Friday, January 25, 2008

Gary Glitter in Vietnamese hospital

Hanoi (dpa) - Former glam-rock star Gary Glitter, currently serving a prison term in Vietnam for child molestation, is being treated for heart problems in a local hospital, Vietnamese officials confirmed Monday.
"Glitter was admitted to our hospital with acute diarrhaea," said Nguyen Huu Quang, the director of the hospital in Binh Thuan province, near the prison where the 63-year-old British singer is serving out his sentence. "While we were treating him, we found out that he also has a cardiovascular disorder."
Glitter was initially admitted to the hospital on January 4, according to a hospital official. Quang said Glitter was under police guard in his hospital room, and that it was unclear when he would be healthy enough to release.
But the director of the prison where Glitter has been held said he expected the singer to return to jail soon.
Glitter was convicted in 2006 of molesting two Vietnamese girls, ages 12 and 13, while they visited his rented home in the seaside resort town of Vung Tau, 50 kilometres east of Ho Chi Minh City.
The Vietnamese girls, who were 11 at the time of the crime, said that Glitter lured them into taking baths with him and that he fondled and licked them.
Glitter's sentence of two years and nine months will end in August.
The singer, whose real name is Paul Francis Gadd, made his name with such 1970s hits as Rock and Roll (Part 2) and Do You Wanna Touch.
He has denied he is a paedophile and said his conviction was orchestrated by the media.

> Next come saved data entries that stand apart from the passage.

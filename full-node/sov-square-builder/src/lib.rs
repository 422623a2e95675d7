#![doc = include_str!("../README.md")]

pub mod builder;
pub mod config;
mod diagnostics;
pub mod estimate;
pub mod layout;
pub mod malleate;
pub mod namespace;
pub mod parser;
pub mod pfd;
pub mod prune;
pub mod share_commit;
pub mod shares;
pub mod split;
mod utils;

pub use builder::{BlockSquare, ConstructionError, SquareBuilder};
pub use config::{ConfigError, SquareConfig};
pub use diagnostics::{Diagnostics, Rejected, RejectionReason};
pub use malleate::{MalleationError, PlacedMessage};
pub use namespace::NamespaceId;
pub use parser::{ParseError, ParsedTx};
pub use shares::{parse_square, ParsedSquare, Share};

Once known for his bouffant wigs and outrageous stage persona, the singer began his long fall from grace with a 1999 child pornography conviction in Britain after a computer repairman discovered a large collection of photos on his laptop computer.
After serving several months in prison, he left Britain and lived in both Cuba and Cambodia before he was forced to leave both countries under a cloud of media suspicion and child-sex rumours.
There has been speculation that Glitter might be released as part of the annual prisoner amnesty preceding Tet, the Vietnamese New Year, in early February.
"We are working on a list of prisoners who will have their sentences reduced on the occasion of the Tet holidays," said Tran Huu Thong, director of the Thu Duc Detention Center, where Glitter had been jailed. "I am not sure whether he is on the list or not."